── Data to examine ──

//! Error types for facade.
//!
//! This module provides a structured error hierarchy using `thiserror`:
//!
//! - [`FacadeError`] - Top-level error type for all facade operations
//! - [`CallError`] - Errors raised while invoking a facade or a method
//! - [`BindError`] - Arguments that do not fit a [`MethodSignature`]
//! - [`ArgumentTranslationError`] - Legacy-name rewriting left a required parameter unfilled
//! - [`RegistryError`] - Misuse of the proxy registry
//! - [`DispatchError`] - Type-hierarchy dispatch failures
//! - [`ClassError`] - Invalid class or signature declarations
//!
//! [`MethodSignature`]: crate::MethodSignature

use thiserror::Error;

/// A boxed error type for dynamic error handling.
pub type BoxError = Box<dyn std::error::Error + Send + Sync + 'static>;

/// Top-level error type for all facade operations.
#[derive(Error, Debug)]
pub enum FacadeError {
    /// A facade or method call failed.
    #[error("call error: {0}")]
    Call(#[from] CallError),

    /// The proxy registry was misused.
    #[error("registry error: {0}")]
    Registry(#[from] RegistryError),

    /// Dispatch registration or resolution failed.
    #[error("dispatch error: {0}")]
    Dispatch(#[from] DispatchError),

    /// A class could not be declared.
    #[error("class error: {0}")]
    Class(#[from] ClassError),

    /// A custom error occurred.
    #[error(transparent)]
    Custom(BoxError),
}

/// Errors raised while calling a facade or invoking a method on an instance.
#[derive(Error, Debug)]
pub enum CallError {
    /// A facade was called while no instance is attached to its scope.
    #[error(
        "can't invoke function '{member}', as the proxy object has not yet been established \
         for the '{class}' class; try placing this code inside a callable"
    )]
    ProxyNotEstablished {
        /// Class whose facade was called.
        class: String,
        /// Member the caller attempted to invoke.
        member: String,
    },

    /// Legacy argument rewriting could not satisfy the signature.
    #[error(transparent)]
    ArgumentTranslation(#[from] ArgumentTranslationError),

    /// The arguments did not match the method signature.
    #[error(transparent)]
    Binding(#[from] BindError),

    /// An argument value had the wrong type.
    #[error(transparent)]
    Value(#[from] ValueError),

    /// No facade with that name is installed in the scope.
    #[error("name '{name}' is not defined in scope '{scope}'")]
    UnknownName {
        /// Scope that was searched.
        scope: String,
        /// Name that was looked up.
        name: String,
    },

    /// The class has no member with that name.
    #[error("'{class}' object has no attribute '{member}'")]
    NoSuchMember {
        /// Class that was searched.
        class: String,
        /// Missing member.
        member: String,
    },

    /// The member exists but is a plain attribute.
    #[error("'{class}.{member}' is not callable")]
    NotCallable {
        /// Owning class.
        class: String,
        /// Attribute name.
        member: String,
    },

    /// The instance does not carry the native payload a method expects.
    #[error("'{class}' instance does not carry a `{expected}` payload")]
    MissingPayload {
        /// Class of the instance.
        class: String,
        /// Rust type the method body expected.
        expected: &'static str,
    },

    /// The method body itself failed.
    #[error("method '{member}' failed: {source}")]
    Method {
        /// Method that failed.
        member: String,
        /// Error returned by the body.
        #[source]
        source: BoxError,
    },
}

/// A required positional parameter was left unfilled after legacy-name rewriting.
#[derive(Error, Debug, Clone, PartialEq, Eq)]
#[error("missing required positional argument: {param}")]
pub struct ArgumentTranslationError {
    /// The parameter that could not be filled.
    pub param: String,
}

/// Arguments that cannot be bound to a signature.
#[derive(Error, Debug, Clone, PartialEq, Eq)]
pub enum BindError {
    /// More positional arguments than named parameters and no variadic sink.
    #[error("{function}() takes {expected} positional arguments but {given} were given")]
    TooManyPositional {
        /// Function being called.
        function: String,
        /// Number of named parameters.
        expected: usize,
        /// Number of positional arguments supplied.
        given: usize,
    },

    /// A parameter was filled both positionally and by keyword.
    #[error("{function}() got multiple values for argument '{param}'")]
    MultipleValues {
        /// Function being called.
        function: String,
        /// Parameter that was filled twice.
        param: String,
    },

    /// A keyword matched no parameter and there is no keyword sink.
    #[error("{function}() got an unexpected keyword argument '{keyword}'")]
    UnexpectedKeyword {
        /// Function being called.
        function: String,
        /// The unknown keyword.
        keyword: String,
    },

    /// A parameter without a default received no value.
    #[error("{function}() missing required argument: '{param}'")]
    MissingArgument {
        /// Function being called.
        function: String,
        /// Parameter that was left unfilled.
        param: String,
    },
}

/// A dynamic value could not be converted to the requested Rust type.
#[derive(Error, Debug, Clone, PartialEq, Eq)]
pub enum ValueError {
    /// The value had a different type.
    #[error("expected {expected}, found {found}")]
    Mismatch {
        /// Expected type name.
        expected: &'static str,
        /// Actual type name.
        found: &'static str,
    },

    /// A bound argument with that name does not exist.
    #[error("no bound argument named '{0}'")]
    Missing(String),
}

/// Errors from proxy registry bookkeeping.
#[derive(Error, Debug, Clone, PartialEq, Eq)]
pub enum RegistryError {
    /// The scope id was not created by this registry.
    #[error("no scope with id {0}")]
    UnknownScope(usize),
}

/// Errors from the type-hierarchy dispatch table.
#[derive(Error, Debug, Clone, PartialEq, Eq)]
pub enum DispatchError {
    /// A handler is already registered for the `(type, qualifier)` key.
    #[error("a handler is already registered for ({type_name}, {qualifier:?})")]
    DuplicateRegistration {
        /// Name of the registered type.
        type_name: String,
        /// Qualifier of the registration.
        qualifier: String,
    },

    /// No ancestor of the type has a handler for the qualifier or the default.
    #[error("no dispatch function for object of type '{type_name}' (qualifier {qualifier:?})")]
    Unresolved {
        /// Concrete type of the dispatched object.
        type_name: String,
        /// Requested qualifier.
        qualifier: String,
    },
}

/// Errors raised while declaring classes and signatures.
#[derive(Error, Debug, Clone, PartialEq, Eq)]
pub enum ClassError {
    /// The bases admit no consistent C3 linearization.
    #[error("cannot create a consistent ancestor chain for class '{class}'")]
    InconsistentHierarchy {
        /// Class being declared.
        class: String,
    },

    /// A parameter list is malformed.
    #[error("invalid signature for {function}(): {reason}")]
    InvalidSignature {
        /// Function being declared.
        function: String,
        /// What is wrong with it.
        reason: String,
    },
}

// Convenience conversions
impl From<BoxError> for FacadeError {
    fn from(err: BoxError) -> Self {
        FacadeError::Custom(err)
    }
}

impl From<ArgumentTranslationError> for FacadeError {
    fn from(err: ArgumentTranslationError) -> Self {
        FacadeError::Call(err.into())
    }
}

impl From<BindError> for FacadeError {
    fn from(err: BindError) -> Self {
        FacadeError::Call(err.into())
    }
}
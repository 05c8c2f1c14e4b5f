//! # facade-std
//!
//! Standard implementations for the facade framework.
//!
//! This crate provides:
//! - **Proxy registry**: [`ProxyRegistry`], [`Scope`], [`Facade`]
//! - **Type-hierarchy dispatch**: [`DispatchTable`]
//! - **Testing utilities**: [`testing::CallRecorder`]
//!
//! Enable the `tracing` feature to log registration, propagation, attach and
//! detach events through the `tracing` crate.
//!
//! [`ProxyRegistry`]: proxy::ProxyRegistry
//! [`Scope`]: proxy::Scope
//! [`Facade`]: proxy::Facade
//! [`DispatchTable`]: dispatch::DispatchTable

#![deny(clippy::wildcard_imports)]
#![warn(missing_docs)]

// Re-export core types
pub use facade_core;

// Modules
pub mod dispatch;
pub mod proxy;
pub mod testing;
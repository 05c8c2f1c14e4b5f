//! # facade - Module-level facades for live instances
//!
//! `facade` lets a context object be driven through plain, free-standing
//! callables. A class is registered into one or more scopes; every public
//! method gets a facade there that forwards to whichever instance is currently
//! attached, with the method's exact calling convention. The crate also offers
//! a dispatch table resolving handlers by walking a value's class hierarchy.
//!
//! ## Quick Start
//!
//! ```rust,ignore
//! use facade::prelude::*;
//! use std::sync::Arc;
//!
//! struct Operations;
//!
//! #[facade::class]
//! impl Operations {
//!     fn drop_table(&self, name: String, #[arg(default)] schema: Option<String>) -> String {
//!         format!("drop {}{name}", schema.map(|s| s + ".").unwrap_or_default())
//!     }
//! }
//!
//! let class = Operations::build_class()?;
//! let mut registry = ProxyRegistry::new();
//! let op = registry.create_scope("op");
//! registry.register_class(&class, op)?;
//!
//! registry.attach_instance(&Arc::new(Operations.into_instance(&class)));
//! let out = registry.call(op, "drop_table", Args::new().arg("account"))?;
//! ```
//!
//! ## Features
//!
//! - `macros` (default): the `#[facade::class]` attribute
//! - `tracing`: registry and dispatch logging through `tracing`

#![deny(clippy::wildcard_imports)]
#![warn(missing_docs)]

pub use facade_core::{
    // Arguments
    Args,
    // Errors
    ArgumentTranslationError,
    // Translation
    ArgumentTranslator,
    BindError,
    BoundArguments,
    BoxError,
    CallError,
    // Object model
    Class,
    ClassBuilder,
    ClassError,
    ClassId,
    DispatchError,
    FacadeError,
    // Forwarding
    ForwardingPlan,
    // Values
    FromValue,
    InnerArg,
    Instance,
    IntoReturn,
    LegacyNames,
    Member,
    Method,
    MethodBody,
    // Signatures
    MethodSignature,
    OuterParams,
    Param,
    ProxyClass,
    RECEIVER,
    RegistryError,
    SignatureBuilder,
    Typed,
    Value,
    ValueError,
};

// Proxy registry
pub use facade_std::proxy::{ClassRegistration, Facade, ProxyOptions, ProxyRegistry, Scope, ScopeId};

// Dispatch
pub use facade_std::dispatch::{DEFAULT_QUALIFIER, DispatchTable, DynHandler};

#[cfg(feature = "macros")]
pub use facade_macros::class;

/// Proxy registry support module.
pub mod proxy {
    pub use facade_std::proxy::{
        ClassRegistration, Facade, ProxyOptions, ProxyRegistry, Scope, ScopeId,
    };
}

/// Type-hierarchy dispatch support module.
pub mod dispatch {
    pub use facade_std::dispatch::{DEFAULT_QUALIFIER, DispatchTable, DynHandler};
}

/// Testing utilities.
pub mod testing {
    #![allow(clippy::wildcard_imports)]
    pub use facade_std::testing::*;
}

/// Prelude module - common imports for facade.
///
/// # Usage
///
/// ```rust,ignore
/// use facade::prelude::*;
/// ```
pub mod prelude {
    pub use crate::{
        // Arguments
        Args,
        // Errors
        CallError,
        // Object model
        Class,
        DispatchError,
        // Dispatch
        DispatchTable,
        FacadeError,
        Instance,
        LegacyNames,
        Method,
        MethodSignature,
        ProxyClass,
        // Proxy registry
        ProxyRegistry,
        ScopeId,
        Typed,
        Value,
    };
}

───

What is expected: Starting at the line above that holds "the wrong type." and ending at the line that holds "was looked up.", transcribe each line exactly and include no other lines.

Written solution:
    /// An argument value had the wrong type.
    #[error(transparent)]
    Value(#[from] ValueError),

    /// No facade with that name is installed in the scope.
    #[error("name '{name}' is not defined in scope '{scope}'")]
    UnknownName {
        /// Scope that was searched.
        scope: String,
        /// Name that was looked up.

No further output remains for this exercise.